Antiandrogen withdrawal syndrome is an unpredictable event diagnosed in patients with
hormone-sensitive
prostate cancer treated with combined
androgen blockade
therapy. It is defined by
prostate-specific antigen value reduction, occasionally associated with a radiological response, that occurs 4-6 weeks after first-generation
antiandrogen therapy discontinuation. New-generation hormonal
therapies, such as
enzalutamide and
abiraterone acetate, improved the overall survival in patients with metastatic
castration-resistant
prostate cancer, and recent trials have also shown the efficacy of
abiraterone in
hormone-sensitive disease. In the last few years, several case reports and retrospective studies suggested that the withdrawal syndrome may also occur with these new drugs. This review summarizes literature data and hypothesis about the biological rationale underlying the syndrome and its potential clinical relevance, focusing mainly on new-generation hormonal
therapies. Several in vitro studies suggest that
androgen receptor gain-of-function mutations are involved in this syndrome, shifting the
antiandrogen activity from antagonist to agonist.
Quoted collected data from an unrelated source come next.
//! Stockpile Headless Simulation Harness
//!
//! Validates the inventory model and the engine's timed sessions without a
//! renderer. Runs entirely in-process: no window, no input.
//!
//! Usage:
//!   cargo run -p stockpile-simtest
//!   cargo run -p stockpile-simtest -- --verbose
//!   cargo run -p stockpile-simtest -- --scenario path/to/scenario.json --seed 7

use hecs::Entity;
use rand::rngs::StdRng;
use rand::{Rng, SeedableRng};
use stockpile_core::prelude::*;
use stockpile_logic::carrier::Carrier;
use stockpile_logic::config::{CarrierConfig, ScenarioConfig, UnitConfig};
use stockpile_logic::production::{ProductionUnit, Side, UnitStatus};
use stockpile_logic::recipe::Recipe;
use stockpile_logic::resources::{IdGen, ResourceKind};
use stockpile_logic::storage::Storage;
use stockpile_logic::transfer::SessionEnd;

// ── Bundled scenario (same JSON a game client would ship) ──────────────
const SCENARIO_JSON: &str = include_str!("../../../data/scenario.json");

// ── Test harness ────────────────────────────────────────────────────────

struct TestResult {
    name: String,
    passed: bool,
    detail: String,
}

fn result(name: &str, passed: bool, detail: impl Into<String>) -> TestResult {
    TestResult {
        name: name.into(),
        passed,
        detail: detail.into(),
    }
}

struct Options {
    verbose: bool,
    scenario: Option<String>,
    seed: u64,
}

fn parse_args() -> Options {
    let args: Vec<String> = std::env::args().collect();
    let value_of = |flag: &str| {
        args.iter()
            .position(|a| a == flag)
            .and_then(|i| args.get(i + 1))
            .cloned()
    };
    Options {
        verbose: args.iter().any(|a| a == "--verbose"),
        scenario: value_of("--scenario"),
        seed: value_of("--seed")
            .and_then(|s| s.parse().ok())
            .unwrap_or(42),
    }
}

fn main() {
    env_logger::init();
    let options = parse_args();
    println!("=== Stockpile Simulation Harness ===\n");

    let json = match &options.scenario {
        Some(path) => match std::fs::read_to_string(path) {
            Ok(text) => text,
            Err(e) => {
                eprintln!("cannot read {}: {}", path, e);
                std::process::exit(2);
            }
        },
        None => SCENARIO_JSON.to_string(),
    };

    let mut results = Vec::new();

    // 1. Scenario file validation
    let scenario = validate_scenario(&json, &mut results);

    // 2. Storage contract
    results.extend(validate_storage_contract(options.seed));

    // 3. Production cycle
    results.extend(validate_production_cycle());

    // 4. Transfer sessions on the engine clock
    results.extend(validate_sessions());

    // 5. Randomized soak over the scenario
    if let Some(scenario) = scenario {
        results.extend(soak_scenario(&scenario, options.seed, options.verbose));
    }

    // ── Summary ──
    println!();
    let passed = results.iter().filter(|r| r.passed).count();
    let failed = results.iter().filter(|r| !r.passed).count();
    let total = results.len();

    for r in &results {
        let icon = if r.passed { "✓" } else { "✗" };
        if !r.passed || options.verbose {
            println!("  {} {}: {}", icon, r.name, r.detail);
        }
    }

    println!(
        "\n=== RESULT: {}/{} passed, {} failed ===",
        passed, total, failed
    );

    if failed > 0 {
        std::process::exit(1);
    }
}
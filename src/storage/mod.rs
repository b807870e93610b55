//! # Storage Module
//!
//! Local persistence of sweeps as size-rotated CSV files.

pub mod csv_persister;

pub use csv_persister::{fuse_headers, CsvOptions, CsvPersister, CsvStatus, DiskUsage};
Several different drug-specific point mutations have been reported. The association of the withdrawal syndrome for
enzalutamide and
abiraterone needs confirmation by additional investigations. However, new-generation hormonal
therapies being increasingly used in all stages of disease, more patients may experience the syndrome when stopping the treatment at the time of
disease progression, although the clinical relevance of this phenomenon in the management of metastatic
castration-resistant
prostate cancer remains to be defined.